Volume of Distribution (Vd)

• Volume of distribution: Vd = Amount of drug in the body/Plasma drug concentration.
• Vd is a measure of apparent space in the body available to contain the drug
• Relationship exists between Vd and PPB.

Distribution Scenarios

• Confined to blood compartment (~5L): higher PPB (warfarin).
• Distribution in the ECF (~14L): large water soluble (gentamycin).
• Distribution throughout the body water (~42L): small water soluble drugs (ethanol, Li⁺).
• Distribution beyond TBW (> 42L): extensively bind to tissue proteins (chloroquine, digoxin), or highly lipid soluble.

Drug Metabolism

• Main site: liver, intestine, plasma.
• Phase I (Functionalization) involves cytochrome P450 (CYP) enzymes, which catalyze oxidation, reduction, and hydrolysis to generate reactive functional groups.
• Phase II (Conjugation) involves glucuronidation, sulfation, acetylation, methylation, and glycine or glutathione conjugation.

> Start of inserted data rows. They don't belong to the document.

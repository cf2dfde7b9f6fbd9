//! Changes requested from other threads, applied by the render thread at the start of a frame.

use crate::{
    camera::{CameraMode, CameraState},
    grid::HeightGrid,
    interaction::{InputEvent, InteractionSettings},
    texture::HeightMapper,
    viewer::lighting::{Fog, Lighting},
};
use async_channel::{Receiver, Sender, TryRecvError};
use bevy::prelude::*;
use image::RgbaImage;
use std::time::Duration;

#[derive(Clone, Copy, Debug, PartialEq)]
pub enum CameraCommand {
    SetMode(CameraMode),
    SetXAngle(f32),
    SetZAngle(f32),
    SetViewDistance(f32),
    SetFov(f32),
    SetShift(Vec2),
    SetShear(Vec2),
    SetCylindricalHeight(f32),
    ResetToDefault,
}

impl CameraCommand {
    pub fn apply(self, camera: &mut CameraState) {
        match self {
            CameraCommand::SetMode(mode) => camera.set_mode(mode),
            CameraCommand::SetXAngle(angle) => camera.set_x_angle(angle),
            CameraCommand::SetZAngle(angle) => camera.set_z_angle(angle),
            CameraCommand::SetViewDistance(distance) => camera.set_view_distance(distance),
            CameraCommand::SetFov(fov) => camera.set_fov(fov),
            CameraCommand::SetShift(shift) => camera.set_shift(shift),
            CameraCommand::SetShear(shear) => camera.set_shear(shear),
            CameraCommand::SetCylindricalHeight(height) => camera.set_cylindrical_height(height),
            CameraCommand::ResetToDefault => camera.reset_to_default(),
        }
    }
}

#[derive(Clone, Debug)]
pub enum ViewerCommand {
    SetModel {
        grid: HeightGrid,
        mapper: HeightMapper,
    },
    SetTexture(RgbaImage),
    ClearTexture,
    Camera(CameraCommand),
    Input(InputEvent),
    SetLighting(Lighting),
    SetFog(Fog),
    SetBackground(Vec3),
    SetShading(bool),
    SetAntialiasing(bool),
    SetCylindricalImages(u32),
    SetHighResolution(bool),
    SetInteraction(InteractionSettings),
    /// Time passed, advancing the spring and zoom animations.
    Tick(Duration),
}

/// Creates the queue between a [`ViewerHandle`] and the viewer owning the receiver.
pub fn command_channel() -> (ViewerHandle, Receiver<ViewerCommand>) {
    let (sender, receiver) = async_channel::unbounded();
    (ViewerHandle { sender }, receiver)
}

/// Drains the commands queued so far without waiting for new ones.
pub fn drain(receiver: &Receiver<ViewerCommand>) -> Vec<ViewerCommand> {
    let mut commands = Vec::new();
    loop {
        match receiver.try_recv() {
            Ok(command) => commands.push(command),
            Err(TryRecvError::Empty | TryRecvError::Closed) => break,
        }
    }
    commands
}

/// A cloneable sender of [`ViewerCommand`]s, usable from any thread.
#[derive(Clone, Debug)]
pub struct ViewerHandle {
    sender: Sender<ViewerCommand>,
}

impl ViewerHandle {
    /// Queues the command, returns `false` if the viewer is gone.
    pub fn send(&self, command: ViewerCommand) -> bool {
        match self.sender.try_send(command) {
            Ok(()) => true,
            Err(error) => {
                warn!("Dropped viewer command, the viewer is no longer running: {error}");
                false
            }
        }
    }

    pub fn set_model(&self, grid: HeightGrid, mapper: HeightMapper) -> bool {
        self.send(ViewerCommand::SetModel { grid, mapper })
    }

    pub fn set_texture_image(&self, image: RgbaImage) -> bool {
        self.send(ViewerCommand::SetTexture(image))
    }

    pub fn clear_texture_image(&self) -> bool {
        self.send(ViewerCommand::ClearTexture)
    }

    pub fn camera(&self, command: CameraCommand) -> bool {
        self.send(ViewerCommand::Camera(command))
    }

    pub fn input(&self, event: InputEvent) -> bool {
        self.send(ViewerCommand::Input(event))
    }

    pub fn is_closed(&self) -> bool {
        self.sender.is_closed()
    }
}
//! Camera state of the relief viewer.
//!
//! All orientation and distance values are mutated through setters, which clamp them to
//! their valid range and mark the frame dirty.
//! The matrices of each camera mode are derived in [`projection`].

use bevy::prelude::*;
use derive_more::derive::Display;
use serde::{Deserialize, Serialize};
use std::str::FromStr;
use thiserror::Error;

pub mod projection;

pub use projection::{
    projection_matrix, screen_to_model, section_height, shear_matrix, view_bounds,
    CylindricalLayout, FrameTransforms, ModelExtent,
};

/// Bounds of the tilt around the x axis, in degrees.
pub const MIN_X_ANGLE: f32 = 1.0;
pub const MAX_X_ANGLE: f32 = 90.0;
/// Bounds of the distance between the camera and the center of the unit box.
pub const MIN_DISTANCE: f32 = 0.2;
pub const MAX_DISTANCE: f32 = 3.0;
/// Bounds of the shear angles, in degrees.
pub const MIN_SHEAR_ANGLE: f32 = 0.0;
pub const MAX_SHEAR_ANGLE: f32 = 180.0;
/// The vertical field of view of cylindrical slices is limited to stay clear of tan(90°).
pub const MAX_CYLINDER_FOV: f32 = 165.0;
pub const Z_NEAR: f32 = 0.001;
pub const Z_FAR: f32 = 100.0;
pub const DEFAULT_CYLINDER_IMAGES: u32 = 8;
/// Slices cover less than 180°, so that the tangent of half their angle stays finite.
pub const MIN_CYLINDER_IMAGES: u32 = 3;

/// How the terrain is projected onto the screen.
#[derive(Clone, Copy, Debug, Default, Display, PartialEq, Eq, Hash, Serialize, Deserialize)]
pub enum CameraMode {
    /// Central projection from the field of view.
    #[display("Perspective View")]
    Perspective,
    /// Orthographic projection of the tilted and rotated terrain.
    #[display("Parallel Oblique")]
    ParallelOblique,
    /// Orthographic view from above, relief is shown by shearing with elevation.
    #[default]
    #[display("Plan Oblique")]
    PlanOblique,
    /// Orthographic map view from above.
    #[display("2D Orthogonal")]
    Orthogonal,
    /// Panorama stitched from narrow perspective slices around the camera.
    #[display("Cylindrical")]
    Cylindrical,
}

impl CameraMode {
    pub const ALL: [CameraMode; 5] = [
        CameraMode::Perspective,
        CameraMode::ParallelOblique,
        CameraMode::PlanOblique,
        CameraMode::Orthogonal,
        CameraMode::Cylindrical,
    ];

    /// Whether the terrain is tilted around the x axis.
    pub fn tilts(self) -> bool {
        matches!(self, Self::Perspective | Self::ParallelOblique)
    }

    /// Whether the model is lowered by its center elevation, so that the camera orbits
    /// around the middle of the relief.
    pub fn centers_elevation(self) -> bool {
        matches!(
            self,
            Self::Perspective | Self::ParallelOblique | Self::Cylindrical
        )
    }

    pub fn is_orthographic(self) -> bool {
        !matches!(self, Self::Perspective | Self::Cylindrical)
    }
}

#[derive(Error, Clone, Debug, PartialEq, Eq)]
#[error("unknown camera mode `{0}`")]
pub struct UnknownCameraMode(pub String);

impl FromStr for CameraMode {
    type Err = UnknownCameraMode;

    fn from_str(name: &str) -> Result<Self, Self::Err> {
        Self::ALL
            .into_iter()
            .find(|mode| mode.to_string().eq_ignore_ascii_case(name.trim()))
            .ok_or_else(|| UnknownCameraMode(name.into()))
    }
}

/// Maps an angle in degrees into `(-180, 180]`.
///
/// Angles already in range are returned unchanged, so normalizing twice is a no-op.
pub fn normalize_z_angle(angle: f32) -> f32 {
    if !angle.is_finite() {
        return 0.0;
    }
    if angle > -180.0 && angle <= 180.0 {
        return angle;
    }

    let angle = angle.rem_euclid(360.0);
    if angle > 180.0 {
        angle - 360.0
    } else {
        angle
    }
}

/// The camera restored by [`CameraState::reset_to_default`].
#[derive(Clone, Copy, Debug, PartialEq, Serialize, Deserialize)]
#[serde(default)]
pub struct CameraDefaults {
    pub x_angle: f32,
    pub z_angle: f32,
    pub view_distance: f32,
    pub fov: f32,
    pub shift: Vec2,
    pub cylindrical_height: f32,
    pub mode: CameraMode,
}

impl Default for CameraDefaults {
    fn default() -> Self {
        Self {
            x_angle: 55.0,
            z_angle: 0.0,
            view_distance: 2.4,
            fov: 25.0,
            shift: Vec2::ZERO,
            cylindrical_height: 0.2,
            mode: CameraMode::PlanOblique,
        }
    }
}

/// Orientation, distance, shift and shear of the camera.
#[derive(Clone, Debug, PartialEq)]
pub struct CameraState {
    x_angle: f32,
    z_angle: f32,
    view_distance: f32,
    fov: f32,
    shift: Vec2,
    shear: Vec2,
    cylindrical_height: f32,
    mode: CameraMode,
    defaults: CameraDefaults,
    dirty: bool,
}

impl Default for CameraState {
    fn default() -> Self {
        Self::new(CameraDefaults::default())
    }
}

impl CameraState {
    pub fn new(defaults: CameraDefaults) -> Self {
        let mut camera = Self {
            x_angle: MIN_X_ANGLE,
            z_angle: 0.0,
            view_distance: MIN_DISTANCE,
            fov: 0.0,
            shift: Vec2::ZERO,
            shear: Vec2::ZERO,
            cylindrical_height: 0.0,
            mode: defaults.mode,
            defaults,
            dirty: true,
        };
        camera.reset_to_default();
        camera
    }

    pub fn x_angle(&self) -> f32 {
        self.x_angle
    }

    pub fn z_angle(&self) -> f32 {
        self.z_angle
    }

    pub fn view_distance(&self) -> f32 {
        self.view_distance
    }

    /// The vertical field of view in degrees.
    pub fn fov(&self) -> f32 {
        self.fov
    }

    pub fn shift(&self) -> Vec2 {
        self.shift
    }

    pub fn shear(&self) -> Vec2 {
        self.shear
    }

    pub fn cylindrical_height(&self) -> f32 {
        self.cylindrical_height
    }

    pub fn mode(&self) -> CameraMode {
        self.mode
    }

    pub fn is_2d(&self) -> bool {
        self.mode == CameraMode::Orthogonal
    }

    pub fn defaults(&self) -> &CameraDefaults {
        &self.defaults
    }

    pub fn is_dirty(&self) -> bool {
        self.dirty
    }

    pub fn mark_dirty(&mut self) {
        self.dirty = true;
    }

    /// Returns whether anything changed since the last call.
    pub fn take_dirty(&mut self) -> bool {
        std::mem::take(&mut self.dirty)
    }

    fn update<T: PartialEq>(dirty: &mut bool, field: &mut T, value: T) {
        if *field != value {
            *field = value;
            *dirty = true;
        }
    }

    pub fn set_x_angle(&mut self, x_angle: f32) {
        let x_angle = x_angle.clamp(MIN_X_ANGLE, MAX_X_ANGLE);
        Self::update(&mut self.dirty, &mut self.x_angle, x_angle);
    }

    pub fn set_z_angle(&mut self, z_angle: f32) {
        Self::update(&mut self.dirty, &mut self.z_angle, normalize_z_angle(z_angle));
    }

    pub fn set_view_distance(&mut self, view_distance: f32) {
        let view_distance = view_distance.clamp(MIN_DISTANCE, MAX_DISTANCE);
        Self::update(&mut self.dirty, &mut self.view_distance, view_distance);
    }

    pub fn set_fov(&mut self, fov: f32) {
        if fov.is_finite() && fov > 0.0 {
            Self::update(&mut self.dirty, &mut self.fov, fov.min(179.0));
        }
    }

    pub fn set_shift(&mut self, shift: Vec2) {
        Self::update(&mut self.dirty, &mut self.shift, shift);
    }

    pub fn set_shift_x(&mut self, x: f32) {
        self.set_shift(self.shift.with_x(x));
    }

    pub fn set_shift_y(&mut self, y: f32) {
        self.set_shift(self.shift.with_y(y));
    }

    pub fn set_shear(&mut self, shear: Vec2) {
        Self::update(&mut self.dirty, &mut self.shear, shear);
    }

    pub fn set_shear_x(&mut self, x: f32) {
        self.set_shear(self.shear.with_x(x));
    }

    pub fn set_shear_y(&mut self, y: f32) {
        self.set_shear(self.shear.with_y(y));
    }

    /// The shear as the angle between the sheared vertical and the ground, in degrees.
    pub fn shear_x_angle(&self) -> f32 {
        Self::shear_to_angle(self.shear.x)
    }

    pub fn shear_y_angle(&self) -> f32 {
        Self::shear_to_angle(self.shear.y)
    }

    pub fn set_shear_x_angle(&mut self, angle: f32) {
        self.set_shear_x(Self::angle_to_shear(angle));
    }

    pub fn set_shear_y_angle(&mut self, angle: f32) {
        self.set_shear_y(Self::angle_to_shear(angle));
    }

    fn shear_to_angle(shear: f32) -> f32 {
        let angle = 1.0f32.atan2(shear).to_degrees();
        if angle.abs() < 1e-6 {
            0.0
        } else {
            angle
        }
    }

    fn angle_to_shear(angle: f32) -> f32 {
        let angle = angle.clamp(MIN_SHEAR_ANGLE, MAX_SHEAR_ANGLE).to_radians();
        angle.tan().recip()
    }

    /// Direction of the shear in degrees, counter-clockwise from the x axis.
    pub fn shear_direction(&self) -> f32 {
        self.shear.y.atan2(self.shear.x).to_degrees()
    }

    pub fn shear_radius(&self) -> f32 {
        self.shear.length()
    }

    pub fn set_mode(&mut self, mode: CameraMode) {
        Self::update(&mut self.dirty, &mut self.mode, mode);
    }

    pub fn set_cylindrical_height(&mut self, height: f32) {
        Self::update(&mut self.dirty, &mut self.cylindrical_height, height);
    }

    pub fn set_defaults(&mut self, defaults: CameraDefaults) {
        self.defaults = defaults;
    }

    /// Restores the default orientation, distance, shift and height and removes any shear.
    /// The camera mode is kept.
    pub fn reset_to_default(&mut self) {
        let defaults = self.defaults;
        self.set_x_angle(defaults.x_angle);
        self.set_z_angle(defaults.z_angle);
        self.set_view_distance(defaults.view_distance);
        self.set_fov(defaults.fov);
        self.set_shear(Vec2::ZERO);
        self.set_shift(defaults.shift);
        self.set_cylindrical_height(defaults.cylindrical_height);
    }
}

#[cfg(test)]
mod tests {
    use super::*;
    use rand::Rng;

    #[test]
    fn z_angle_normalization_is_idempotent_and_in_range() {
        let mut rng = rand::rng();

        let samples = (0..10_000)
            .map(|_| rng.random_range(-1e6f32..1e6))
            .chain([
                -180.0, 180.0, 540.0, -540.0, 720.0, -720.0, 360.0 * 1000.0, 0.0, -0.0,
            ]);

        for angle in samples {
            let normalized = normalize_z_angle(angle);
            assert!(
                normalized > -180.0 && normalized <= 180.0,
                "{angle} normalized to {normalized}"
            );
            assert_eq!(normalize_z_angle(normalized), normalized);
        }

        assert_eq!(normalize_z_angle(-180.0), 180.0);
        assert_eq!(normalize_z_angle(190.0), -170.0);
        assert_eq!(normalize_z_angle(720.0), 0.0);
        assert_eq!(normalize_z_angle(45.0), 45.0);
    }

    #[test]
    fn view_distance_and_tilt_are_clamped() {
        let mut camera = CameraState::default();

        camera.set_view_distance(0.01);
        assert_eq!(camera.view_distance(), MIN_DISTANCE);
        camera.set_view_distance(10.0);
        assert_eq!(camera.view_distance(), MAX_DISTANCE);

        camera.set_x_angle(-30.0);
        assert_eq!(camera.x_angle(), MIN_X_ANGLE);
        camera.set_x_angle(120.0);
        assert_eq!(camera.x_angle(), MAX_X_ANGLE);
    }

    #[test]
    fn setters_only_mark_real_changes() {
        let mut camera = CameraState::default();
        assert!(camera.take_dirty());
        assert!(!camera.is_dirty());

        camera.set_view_distance(camera.view_distance());
        camera.set_z_angle(360.0 + camera.z_angle());
        assert!(!camera.take_dirty());

        camera.set_shift_x(0.25);
        assert!(camera.take_dirty());
        assert_eq!(camera.shift(), Vec2::new(0.25, 0.0));
    }

    #[test]
    fn shear_angles() {
        let mut camera = CameraState::default();

        camera.set_shear_x_angle(45.0);
        assert!((camera.shear().x - 1.0).abs() < 1e-5);
        assert!((camera.shear_x_angle() - 45.0).abs() < 1e-3);

        camera.set_shear_y_angle(90.0);
        assert!(camera.shear().y.abs() < 1e-5);
        assert!((camera.shear_y_angle() - 90.0).abs() < 1e-3);

        camera.set_shear(Vec2::new(0.0, 2.0));
        assert!((camera.shear_direction() - 90.0).abs() < 1e-4);
        assert_eq!(camera.shear_radius(), 2.0);
    }

    #[test]
    fn reset_restores_defaults_and_keeps_the_mode() {
        let mut camera = CameraState::default();
        camera.set_mode(CameraMode::Cylindrical);
        camera.set_x_angle(20.0);
        camera.set_shear(Vec2::ONE);
        camera.set_shift(Vec2::new(0.3, -0.1));

        camera.reset_to_default();

        let defaults = CameraDefaults::default();
        assert_eq!(camera.x_angle(), defaults.x_angle);
        assert_eq!(camera.view_distance(), defaults.view_distance);
        assert_eq!(camera.shear(), Vec2::ZERO);
        assert_eq!(camera.shift(), Vec2::ZERO);
        assert_eq!(camera.mode(), CameraMode::Cylindrical);
    }

    #[test]
    fn camera_names_round_trip() {
        for mode in CameraMode::ALL {
            assert_eq!(mode.to_string().parse::<CameraMode>(), Ok(mode));
        }
        assert_eq!(
            "2d orthogonal".parse::<CameraMode>(),
            Ok(CameraMode::Orthogonal)
        );
        assert_eq!(
            "Fisheye".parse::<CameraMode>(),
            Err(UnknownCameraMode("Fisheye".into()))
        );
    }
}
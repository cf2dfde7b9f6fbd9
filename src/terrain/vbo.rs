use super::{
    grid_normal, grid_vertex,
    patches::{strip_indices, Patch, PatchLayout},
    ModelCore, ModelKind, TerrainModel,
};
use crate::{
    capabilities::GlCapabilities,
    error::ReliefResult,
    gl::{BufferId, BufferTarget, Capability, ClientState, ComponentType, Gl, Primitive, TexGenCoord},
    grid::HeightGrid,
    texture::{HeightMapper, Texture},
};
use bevy::prelude::*;

const BYTES_PER_VERTEX: usize = 3 * 4;

/// The vertex attributes of one patch, in row major order.
#[derive(Clone, Debug, Default)]
pub struct PatchGeometry {
    pub positions: Vec<[f32; 3]>,
    pub normals: Vec<[f32; 3]>,
    pub texture_coordinates: Option<Vec<f32>>,
}

impl PatchGeometry {
    pub fn build(grid: &HeightGrid, mapper: Option<&HeightMapper>, patch: &Patch) -> Self {
        let count = patch.row_count * grid.cols();
        let mut geometry = Self {
            positions: Vec::with_capacity(count),
            normals: Vec::with_capacity(count),
            texture_coordinates: mapper.map(|_| Vec::with_capacity(count)),
        };

        for row in patch.rows() {
            for col in 0..grid.cols() {
                geometry
                    .positions
                    .push(grid_vertex(grid, row, col).to_array());
                geometry.normals.push(grid_normal(grid, row, col).to_array());

                if let (Some(coordinates), Some(mapper)) =
                    (geometry.texture_coordinates.as_mut(), mapper)
                {
                    coordinates.push(mapper.texture_coordinate(grid, row, col));
                }
            }
        }

        geometry
    }
}

struct PatchBuffers {
    patch: Patch,
    positions: BufferId,
    normals: BufferId,
    texture_coordinates: Option<BufferId>,
}

/// Uploads the terrain into vertex buffer objects, one set of buffers per patch.
///
/// Positions and normals are stored per vertex.
/// Texture coordinates are generated from the object space position, unless a non-linear
/// height mapper requires them to be stored as well.
pub struct VboModel {
    core: ModelCore,
    layout: Option<PatchLayout>,
    index_buffer: Option<BufferId>,
    patches: Vec<PatchBuffers>,
}

impl VboModel {
    pub fn new(core: ModelCore) -> Self {
        Self {
            core,
            layout: None,
            index_buffer: None,
            patches: Vec::new(),
        }
    }

    /// Drivers of OpenGL 3.1 and later may drop the fixed function arrays.
    pub fn supported(capabilities: &GlCapabilities) -> bool {
        capabilities.has_vertex_buffer_objects() && !capabilities.has_version_at_least(3, 1)
    }

    pub fn layout(&self) -> Option<&PatchLayout> {
        self.layout.as_ref()
    }

    pub fn position_buffers(&self) -> impl Iterator<Item = BufferId> + '_ {
        self.patches.iter().map(|buffers| buffers.positions)
    }

    pub fn stores_texture_coordinates(&self) -> bool {
        self.patches
            .first()
            .is_some_and(|buffers| buffers.texture_coordinates.is_some())
    }

    fn upload(gl: &mut dyn Gl, target: BufferTarget, data: &[u8]) -> BufferId {
        let buffer = gl.create_buffer();
        gl.bind_buffer(target, Some(buffer));
        gl.buffer_data(target, data);
        gl.bind_buffer(target, None);
        buffer
    }

    fn layout_for(&self, grid: &HeightGrid) -> ReliefResult<PatchLayout> {
        grid.check_displayable()?;
        PatchLayout::new(
            grid.rows(),
            grid.cols(),
            self.core.buffer_budget,
            BYTES_PER_VERTEX,
            None,
        )
    }

    fn enable_texture_generation(&self, gl: &mut dyn Gl, grid: &HeightGrid, texture: &Texture) {
        let scale = grid.unit_scale();

        if texture.is_1d() {
            let range = (grid.max_value() - grid.min_value()) / grid.cell_size() * scale;
            let z_scale = if range > 0.0 { range.recip() } else { 0.0 };

            gl.tex_gen_object_plane(TexGenCoord::S, Vec4::new(0.0, 0.0, z_scale, 0.0));
            gl.enable(Capability::TextureGenS);
        } else if texture.is_2d() {
            let width = (grid.cols() - 1) as f32 * scale;
            let height = (grid.rows() - 1) as f32 * scale;

            gl.tex_gen_object_plane(TexGenCoord::S, Vec4::new(width.recip(), 0.0, 0.0, 0.0));
            gl.tex_gen_object_plane(TexGenCoord::T, Vec4::new(0.0, height.recip(), 0.0, 0.0));
            gl.enable(Capability::TextureGenS);
            gl.enable(Capability::TextureGenT);
        }
    }
}

impl TerrainModel for VboModel {
    fn kind(&self) -> ModelKind {
        ModelKind::Vbo
    }

    fn core(&self) -> &ModelCore {
        &self.core
    }

    fn core_mut(&mut self) -> &mut ModelCore {
        &mut self.core
    }

    /// At least two rows of the grid have to fit into the patch budget.
    fn can_display(&self, grid: &HeightGrid) -> ReliefResult<()> {
        self.layout_for(grid).map(|_| ())
    }

    fn set_model(&mut self, grid: HeightGrid, mapper: HeightMapper) -> ReliefResult<()> {
        let layout = self.layout_for(&grid)?;
        self.core.set_model(grid, mapper)?;
        self.layout = Some(layout);
        Ok(())
    }

    fn load_model(&mut self, gl: &mut dyn Gl, texture: &Texture) -> ReliefResult<()> {
        if self.core.initialized {
            return Ok(());
        }
        self.release_model(gl);

        let (Some(grid), Some(layout)) = (self.core.grid().cloned(), self.layout) else {
            return Ok(());
        };
        let mapper = self
            .core
            .needs_texture_coordinates(texture)
            .then(|| self.core.mapper().clone());

        let indices = strip_indices(layout.cols(), layout.patch_height());
        self.index_buffer = Some(Self::upload(
            gl,
            BufferTarget::ElementArray,
            bytemuck::cast_slice(&indices),
        ));

        for patch in layout.patches() {
            let geometry = PatchGeometry::build(&grid, mapper.as_ref(), &patch);

            let positions = Self::upload(
                gl,
                BufferTarget::Array,
                bytemuck::cast_slice(&geometry.positions),
            );
            let normals = Self::upload(
                gl,
                BufferTarget::Array,
                bytemuck::cast_slice(&geometry.normals),
            );
            let texture_coordinates = geometry.texture_coordinates.map(|coordinates| {
                Self::upload(gl, BufferTarget::Array, bytemuck::cast_slice(&coordinates))
            });

            self.patches.push(PatchBuffers {
                patch,
                positions,
                normals,
                texture_coordinates,
            });
        }

        debug!(
            "Uploaded {} vertex buffer patches for a {}x{} grid.",
            self.patches.len(),
            grid.rows(),
            grid.cols()
        );
        self.core.initialized = true;
        Ok(())
    }

    fn draw(
        &mut self,
        gl: &mut dyn Gl,
        texture: &Texture,
        _shading: bool,
        _fog: bool,
    ) -> ReliefResult<()> {
        let (Some(grid), Some(layout), Some(index_buffer)) =
            (self.core.grid(), self.layout, self.index_buffer)
        else {
            return Ok(());
        };
        if !self.core.initialized {
            return Ok(());
        }

        let stored_coordinates = self.stores_texture_coordinates();

        gl.enable_client_state(ClientState::VertexArray);
        gl.enable_client_state(ClientState::NormalArray);
        texture.enable(gl);
        if stored_coordinates {
            gl.enable_client_state(ClientState::TexCoordArray);
        } else {
            self.enable_texture_generation(gl, grid, texture);
        }

        gl.bind_buffer(BufferTarget::ElementArray, Some(index_buffer));

        for buffers in &self.patches {
            gl.bind_buffer(BufferTarget::Array, Some(buffers.positions));
            gl.client_pointer(ClientState::VertexArray, 3, ComponentType::Float);
            gl.bind_buffer(BufferTarget::Array, Some(buffers.normals));
            gl.client_pointer(ClientState::NormalArray, 3, ComponentType::Float);

            if let Some(coordinates) = buffers.texture_coordinates {
                gl.bind_buffer(BufferTarget::Array, Some(coordinates));
                gl.client_pointer(ClientState::TexCoordArray, 1, ComponentType::Float);
            }

            gl.draw_elements(
                Primitive::TriangleStrip,
                layout.index_count_of(&buffers.patch),
                ComponentType::UnsignedInt,
            );
        }

        gl.bind_buffer(BufferTarget::Array, None);
        gl.bind_buffer(BufferTarget::ElementArray, None);
        gl.disable_client_state(ClientState::VertexArray);
        gl.disable_client_state(ClientState::NormalArray);
        gl.disable_client_state(ClientState::TexCoordArray);
        gl.disable(Capability::TextureGenS);
        gl.disable(Capability::TextureGenT);
        texture.disable(gl);
        Ok(())
    }

    fn release_model(&mut self, gl: &mut dyn Gl) {
        for buffers in self.patches.drain(..) {
            gl.delete_buffer(buffers.positions);
            gl.delete_buffer(buffers.normals);
            if let Some(coordinates) = buffers.texture_coordinates {
                gl.delete_buffer(coordinates);
            }
        }
        if let Some(index_buffer) = self.index_buffer.take() {
            gl.delete_buffer(index_buffer);
        }
        self.core.initialized = false;
    }
}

Enzymes Involved in Drug Metabolism

• CYP enzymes, DPYD (dihydropyrimidine dehydrogenase), GST (glutathione-S-transferase), NAT (N-acetyltransferase), SULT (sulfotransferase), TPMT (thiopurine methyltransferase), and UGT (uridine diphosphate-glucuronosyltransferase).

Consequences and Factors

• Drug metabolism can result in either inactivation or activation (pro-drug) of the drug.
• Enzyme induction/inhibition and Individual variations also effect drug metabolism.

Individual Variations

Variations are based of:

• Age
• Sex
• Alcohol use
• Nutrition
• Smoking
• Drug-drug/drug-food interactions
• Disease state Route of drug administration (first pass effect) and genetics.

Drug Excretion

• Major route: Kidneys, Lungs, Hepatobiliary secretions
• Net excretion depends on glomerular filtration rate (GFR), tubular reabsorption, and tubular secretion.

Urine pH and Drug Excretion

• Trapping for a weak base in urine occurs when the urine is more acidic than the blood.
• Henderson-Hasselbalch principle applied to drug excretion in the urine.

Manipulation of Urine pH

• Weak acids (e.g., aspirin/salicylates) trapped in a basic environment.
• Overdose is treated with sodium bicarbonate to alkalinize urine.
• Weak bases (e.g., amphetamines) are trapped in an acidic environment.

Order of Elimination

• First-order elimination rate is proportional to drug concentration; constant fraction eliminated; plasma concentration decreases exponentially; applies to most drugs.
• Zero-order elimination rate is constant, constant amount eliminated; plasma concentration decreases linearly.
• Plasma concentration decreases linearly.

Drug Clearance

• Clearance (CL) is a measure of the body's efficiency in eliminating drug from the systemic circulation.
• CL = Rate of elimination of drug/Plasma drug concentration
• CL = k Vd, where k is the elimination rate constant and Vd is the volume of distribution.

Elimination Half-Life

• Elimination half-life (t1/2) is the time required for the amount or concentration of the drug in the body to fall by 50%, t1/2 = 0.693/k.
• It helps determine the percentage of drug remaining in the body and the time to reach steady-state plasma concentration.

Steady-State

• Steady-State occurs when repeated equal doses are given at constant frequency, achieving a steady-state drug concentration (Css).
• At SS, the rate of drug entering (input) equals the rate of drug leaving (output = elimination rate), i.e., dCp/dt = 0

Clinical Applications of Steady-State

• Clinically, drug activity is observed when its concentration is close to the desired (target) plasma drug concentration (e.g., Digoxin 1-2 ng/mL).
• Css is assumed to be achieved after about 4-5 half-lives.

Loading Dose

• To achieve the desired blood level rapidly (if it takes long to attain, or in case of emergency), a loading dose (DL) may be used.
• Loading dose (D₁) = (Vd x Desired plasma concentration)/Bioavailability

Overall Summary

• Understanding pharmacokinetic (PK) processes enables choosing the appropriate route of drug administration, accurately determining the dosage regimen, and avoiding or minimizing possible drug interactions at the ADME level.
• Knowledge of PK processes helps optimize drug administration to achieve the desired clinical outcomes.